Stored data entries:
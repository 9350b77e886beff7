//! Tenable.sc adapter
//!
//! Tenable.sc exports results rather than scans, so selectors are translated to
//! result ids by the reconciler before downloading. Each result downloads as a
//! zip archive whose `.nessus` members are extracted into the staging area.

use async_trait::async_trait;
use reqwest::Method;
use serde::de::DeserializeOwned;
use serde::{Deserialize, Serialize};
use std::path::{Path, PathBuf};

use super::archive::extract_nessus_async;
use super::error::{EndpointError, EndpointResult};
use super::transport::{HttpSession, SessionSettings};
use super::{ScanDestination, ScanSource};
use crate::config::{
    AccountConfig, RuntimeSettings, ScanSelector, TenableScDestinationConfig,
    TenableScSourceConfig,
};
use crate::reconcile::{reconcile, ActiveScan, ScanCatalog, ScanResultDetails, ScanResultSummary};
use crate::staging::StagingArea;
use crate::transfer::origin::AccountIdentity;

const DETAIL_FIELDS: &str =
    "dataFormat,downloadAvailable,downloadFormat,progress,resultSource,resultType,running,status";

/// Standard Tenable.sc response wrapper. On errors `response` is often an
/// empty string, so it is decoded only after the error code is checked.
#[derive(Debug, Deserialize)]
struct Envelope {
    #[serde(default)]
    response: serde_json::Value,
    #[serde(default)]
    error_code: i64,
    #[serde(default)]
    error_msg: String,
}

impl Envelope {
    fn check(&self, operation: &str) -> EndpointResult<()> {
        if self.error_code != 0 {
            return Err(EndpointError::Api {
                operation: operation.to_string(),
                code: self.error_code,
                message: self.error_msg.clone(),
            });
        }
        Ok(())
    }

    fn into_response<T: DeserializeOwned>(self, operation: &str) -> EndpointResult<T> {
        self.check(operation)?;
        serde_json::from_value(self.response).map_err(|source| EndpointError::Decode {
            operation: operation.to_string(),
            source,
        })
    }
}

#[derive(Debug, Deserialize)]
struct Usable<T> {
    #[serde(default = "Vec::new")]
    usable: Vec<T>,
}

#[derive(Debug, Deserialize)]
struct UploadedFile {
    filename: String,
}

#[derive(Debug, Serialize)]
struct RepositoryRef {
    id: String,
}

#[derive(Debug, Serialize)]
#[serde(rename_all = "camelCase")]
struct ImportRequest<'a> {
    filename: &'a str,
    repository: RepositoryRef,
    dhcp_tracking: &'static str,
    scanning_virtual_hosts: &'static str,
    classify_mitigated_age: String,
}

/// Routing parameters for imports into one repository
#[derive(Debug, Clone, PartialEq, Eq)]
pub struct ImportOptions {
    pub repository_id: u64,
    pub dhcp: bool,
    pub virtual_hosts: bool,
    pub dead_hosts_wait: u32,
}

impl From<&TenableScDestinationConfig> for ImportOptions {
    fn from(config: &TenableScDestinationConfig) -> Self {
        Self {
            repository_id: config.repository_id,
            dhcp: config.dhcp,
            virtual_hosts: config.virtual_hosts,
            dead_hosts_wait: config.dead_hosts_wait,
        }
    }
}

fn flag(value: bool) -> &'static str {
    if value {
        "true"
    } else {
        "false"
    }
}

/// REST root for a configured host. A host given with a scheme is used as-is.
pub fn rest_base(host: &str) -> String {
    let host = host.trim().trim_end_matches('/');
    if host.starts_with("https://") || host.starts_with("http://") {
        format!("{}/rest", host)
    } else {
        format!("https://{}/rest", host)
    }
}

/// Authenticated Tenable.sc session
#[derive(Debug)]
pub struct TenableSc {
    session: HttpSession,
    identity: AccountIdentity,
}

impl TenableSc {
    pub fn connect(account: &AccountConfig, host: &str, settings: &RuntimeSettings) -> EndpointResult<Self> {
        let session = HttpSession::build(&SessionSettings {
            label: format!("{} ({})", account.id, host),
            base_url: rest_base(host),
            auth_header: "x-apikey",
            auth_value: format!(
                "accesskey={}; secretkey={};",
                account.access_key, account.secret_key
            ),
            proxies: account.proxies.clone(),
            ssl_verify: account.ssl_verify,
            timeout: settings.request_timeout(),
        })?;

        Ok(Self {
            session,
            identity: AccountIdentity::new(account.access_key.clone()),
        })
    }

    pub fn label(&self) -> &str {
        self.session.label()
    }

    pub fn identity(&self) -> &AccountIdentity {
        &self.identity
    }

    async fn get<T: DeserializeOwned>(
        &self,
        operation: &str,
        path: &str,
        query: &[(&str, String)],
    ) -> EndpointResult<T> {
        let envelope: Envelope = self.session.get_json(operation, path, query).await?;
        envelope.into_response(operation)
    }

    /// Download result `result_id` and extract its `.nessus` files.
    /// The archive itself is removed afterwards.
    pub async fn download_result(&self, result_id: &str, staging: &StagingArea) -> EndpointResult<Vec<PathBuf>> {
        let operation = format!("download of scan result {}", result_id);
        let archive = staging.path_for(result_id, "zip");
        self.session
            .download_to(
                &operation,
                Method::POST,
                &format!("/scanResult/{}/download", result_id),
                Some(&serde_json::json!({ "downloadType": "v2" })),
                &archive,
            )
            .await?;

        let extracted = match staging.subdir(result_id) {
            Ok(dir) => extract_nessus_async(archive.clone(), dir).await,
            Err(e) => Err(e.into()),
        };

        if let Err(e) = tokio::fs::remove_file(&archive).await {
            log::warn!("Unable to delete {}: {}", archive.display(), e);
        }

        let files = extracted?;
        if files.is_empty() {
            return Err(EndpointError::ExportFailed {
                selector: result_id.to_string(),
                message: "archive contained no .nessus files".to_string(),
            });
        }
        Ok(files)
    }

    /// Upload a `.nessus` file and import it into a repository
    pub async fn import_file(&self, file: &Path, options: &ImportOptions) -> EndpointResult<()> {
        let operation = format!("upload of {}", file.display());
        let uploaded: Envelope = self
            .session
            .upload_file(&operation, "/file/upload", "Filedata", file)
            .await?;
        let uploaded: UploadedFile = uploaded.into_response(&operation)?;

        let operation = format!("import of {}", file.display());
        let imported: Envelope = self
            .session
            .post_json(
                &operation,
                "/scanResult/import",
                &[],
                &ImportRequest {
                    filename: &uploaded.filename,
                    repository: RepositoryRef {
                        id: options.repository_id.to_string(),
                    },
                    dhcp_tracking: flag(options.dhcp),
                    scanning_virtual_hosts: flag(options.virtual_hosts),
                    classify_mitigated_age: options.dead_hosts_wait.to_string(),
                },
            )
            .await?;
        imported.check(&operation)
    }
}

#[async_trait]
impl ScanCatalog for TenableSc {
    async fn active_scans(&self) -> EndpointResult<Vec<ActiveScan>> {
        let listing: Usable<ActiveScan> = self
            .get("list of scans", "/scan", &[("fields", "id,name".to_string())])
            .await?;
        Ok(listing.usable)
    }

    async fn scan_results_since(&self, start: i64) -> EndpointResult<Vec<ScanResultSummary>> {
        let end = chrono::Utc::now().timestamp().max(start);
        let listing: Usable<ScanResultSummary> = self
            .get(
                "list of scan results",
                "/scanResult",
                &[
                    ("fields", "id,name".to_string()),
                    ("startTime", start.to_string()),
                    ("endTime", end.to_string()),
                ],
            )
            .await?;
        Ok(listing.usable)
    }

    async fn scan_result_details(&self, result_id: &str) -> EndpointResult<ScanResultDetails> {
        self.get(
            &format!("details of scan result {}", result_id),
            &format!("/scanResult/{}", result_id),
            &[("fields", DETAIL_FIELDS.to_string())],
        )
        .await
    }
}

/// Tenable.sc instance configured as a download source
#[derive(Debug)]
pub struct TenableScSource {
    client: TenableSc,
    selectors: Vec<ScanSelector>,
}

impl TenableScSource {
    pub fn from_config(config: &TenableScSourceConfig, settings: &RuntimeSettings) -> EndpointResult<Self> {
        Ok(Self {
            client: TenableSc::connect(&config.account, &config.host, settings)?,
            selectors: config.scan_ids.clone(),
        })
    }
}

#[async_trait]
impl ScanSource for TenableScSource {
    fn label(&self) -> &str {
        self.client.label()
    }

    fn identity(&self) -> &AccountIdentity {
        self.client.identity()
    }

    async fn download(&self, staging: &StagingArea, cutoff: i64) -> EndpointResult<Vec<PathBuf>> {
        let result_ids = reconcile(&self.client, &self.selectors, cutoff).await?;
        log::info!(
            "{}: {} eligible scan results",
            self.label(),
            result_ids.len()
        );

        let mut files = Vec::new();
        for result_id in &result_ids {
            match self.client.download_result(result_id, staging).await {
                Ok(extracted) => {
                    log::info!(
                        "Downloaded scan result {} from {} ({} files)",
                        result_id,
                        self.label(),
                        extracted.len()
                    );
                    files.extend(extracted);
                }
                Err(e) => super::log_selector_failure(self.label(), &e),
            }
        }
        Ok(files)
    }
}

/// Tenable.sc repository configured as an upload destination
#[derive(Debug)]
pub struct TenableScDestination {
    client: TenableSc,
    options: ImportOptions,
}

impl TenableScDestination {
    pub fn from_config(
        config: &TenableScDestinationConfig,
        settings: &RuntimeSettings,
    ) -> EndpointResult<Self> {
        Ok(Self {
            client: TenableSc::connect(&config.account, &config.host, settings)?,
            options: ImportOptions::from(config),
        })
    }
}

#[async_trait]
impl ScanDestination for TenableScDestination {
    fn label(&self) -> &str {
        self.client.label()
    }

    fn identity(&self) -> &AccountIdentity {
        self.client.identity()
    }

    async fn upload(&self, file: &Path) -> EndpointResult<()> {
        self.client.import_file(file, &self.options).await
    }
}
--
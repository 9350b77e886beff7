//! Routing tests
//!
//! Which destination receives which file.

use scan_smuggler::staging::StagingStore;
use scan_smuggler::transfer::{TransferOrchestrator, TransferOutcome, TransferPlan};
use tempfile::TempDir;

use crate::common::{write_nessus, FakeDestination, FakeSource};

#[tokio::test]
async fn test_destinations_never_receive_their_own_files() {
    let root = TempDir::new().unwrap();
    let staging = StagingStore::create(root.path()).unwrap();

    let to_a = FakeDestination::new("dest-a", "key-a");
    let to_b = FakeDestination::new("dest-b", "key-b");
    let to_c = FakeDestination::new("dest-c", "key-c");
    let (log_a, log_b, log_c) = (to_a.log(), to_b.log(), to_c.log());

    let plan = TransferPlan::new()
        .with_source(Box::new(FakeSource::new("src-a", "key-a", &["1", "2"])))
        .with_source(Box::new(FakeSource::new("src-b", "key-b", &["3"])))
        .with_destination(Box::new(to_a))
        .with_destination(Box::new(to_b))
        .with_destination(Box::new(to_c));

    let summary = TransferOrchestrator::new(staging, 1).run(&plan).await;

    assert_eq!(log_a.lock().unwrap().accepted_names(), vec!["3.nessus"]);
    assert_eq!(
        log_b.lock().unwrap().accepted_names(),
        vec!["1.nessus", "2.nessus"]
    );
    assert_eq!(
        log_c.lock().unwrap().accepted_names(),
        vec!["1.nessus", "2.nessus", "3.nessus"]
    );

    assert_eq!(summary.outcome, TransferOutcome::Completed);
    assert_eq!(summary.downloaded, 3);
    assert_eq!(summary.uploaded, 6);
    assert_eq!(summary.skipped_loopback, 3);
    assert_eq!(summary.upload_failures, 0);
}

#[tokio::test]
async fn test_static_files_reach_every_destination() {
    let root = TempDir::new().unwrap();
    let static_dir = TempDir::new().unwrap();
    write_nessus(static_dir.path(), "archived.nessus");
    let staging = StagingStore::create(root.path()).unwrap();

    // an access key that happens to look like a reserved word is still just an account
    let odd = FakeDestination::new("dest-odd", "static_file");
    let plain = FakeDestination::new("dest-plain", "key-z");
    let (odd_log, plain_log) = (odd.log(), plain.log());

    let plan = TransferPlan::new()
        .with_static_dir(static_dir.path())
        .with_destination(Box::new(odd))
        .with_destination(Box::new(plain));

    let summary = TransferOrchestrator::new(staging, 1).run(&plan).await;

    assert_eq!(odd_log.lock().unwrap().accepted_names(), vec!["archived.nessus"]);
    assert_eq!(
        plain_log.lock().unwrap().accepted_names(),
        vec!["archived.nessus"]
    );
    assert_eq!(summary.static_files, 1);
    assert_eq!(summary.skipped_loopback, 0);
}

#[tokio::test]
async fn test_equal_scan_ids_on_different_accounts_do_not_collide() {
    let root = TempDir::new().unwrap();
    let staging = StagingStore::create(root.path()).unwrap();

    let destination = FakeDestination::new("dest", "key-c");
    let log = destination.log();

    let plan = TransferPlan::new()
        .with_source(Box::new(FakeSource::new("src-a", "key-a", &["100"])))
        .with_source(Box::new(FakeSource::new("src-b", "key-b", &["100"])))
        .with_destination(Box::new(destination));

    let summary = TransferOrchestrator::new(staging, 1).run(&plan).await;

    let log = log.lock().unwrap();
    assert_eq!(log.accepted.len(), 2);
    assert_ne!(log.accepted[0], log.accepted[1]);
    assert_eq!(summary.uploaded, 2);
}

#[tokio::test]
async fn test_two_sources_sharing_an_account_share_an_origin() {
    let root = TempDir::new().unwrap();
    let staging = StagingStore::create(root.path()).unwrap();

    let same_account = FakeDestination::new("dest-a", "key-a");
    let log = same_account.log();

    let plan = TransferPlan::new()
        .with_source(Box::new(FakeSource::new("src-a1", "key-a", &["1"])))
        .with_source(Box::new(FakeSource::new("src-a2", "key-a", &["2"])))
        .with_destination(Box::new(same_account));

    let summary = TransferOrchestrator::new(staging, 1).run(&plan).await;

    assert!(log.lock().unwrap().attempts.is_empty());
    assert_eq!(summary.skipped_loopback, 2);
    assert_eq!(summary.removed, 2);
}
--
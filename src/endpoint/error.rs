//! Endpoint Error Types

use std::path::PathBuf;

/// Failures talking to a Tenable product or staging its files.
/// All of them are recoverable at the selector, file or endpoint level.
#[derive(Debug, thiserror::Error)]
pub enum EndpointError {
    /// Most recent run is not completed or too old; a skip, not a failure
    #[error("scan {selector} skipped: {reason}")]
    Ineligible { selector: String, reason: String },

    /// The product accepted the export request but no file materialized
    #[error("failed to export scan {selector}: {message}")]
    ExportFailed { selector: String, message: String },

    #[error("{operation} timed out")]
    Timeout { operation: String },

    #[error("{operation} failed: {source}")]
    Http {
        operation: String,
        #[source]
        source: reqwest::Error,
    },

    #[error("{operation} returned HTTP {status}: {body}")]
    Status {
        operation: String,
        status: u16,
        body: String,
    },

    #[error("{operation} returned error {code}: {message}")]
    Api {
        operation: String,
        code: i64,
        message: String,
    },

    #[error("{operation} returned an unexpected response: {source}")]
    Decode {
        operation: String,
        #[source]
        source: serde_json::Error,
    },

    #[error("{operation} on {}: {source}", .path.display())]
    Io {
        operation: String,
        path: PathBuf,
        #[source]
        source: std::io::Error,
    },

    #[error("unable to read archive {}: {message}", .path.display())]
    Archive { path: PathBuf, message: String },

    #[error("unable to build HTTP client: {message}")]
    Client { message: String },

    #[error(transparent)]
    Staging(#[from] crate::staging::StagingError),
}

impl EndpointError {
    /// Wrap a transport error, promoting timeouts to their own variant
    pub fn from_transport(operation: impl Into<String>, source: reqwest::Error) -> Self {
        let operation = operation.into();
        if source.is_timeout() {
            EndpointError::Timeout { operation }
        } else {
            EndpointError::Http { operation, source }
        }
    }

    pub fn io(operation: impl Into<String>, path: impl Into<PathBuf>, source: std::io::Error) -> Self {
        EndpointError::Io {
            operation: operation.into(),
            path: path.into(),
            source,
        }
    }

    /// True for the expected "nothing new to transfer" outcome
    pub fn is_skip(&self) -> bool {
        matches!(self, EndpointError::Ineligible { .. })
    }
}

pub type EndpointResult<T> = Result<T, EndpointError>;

▸ Activity:
Which lines of the records above hold the word "imported"? Copy each of them.

▸ Problem solution:
        let imported: Envelope = self
        imported.check(&operation)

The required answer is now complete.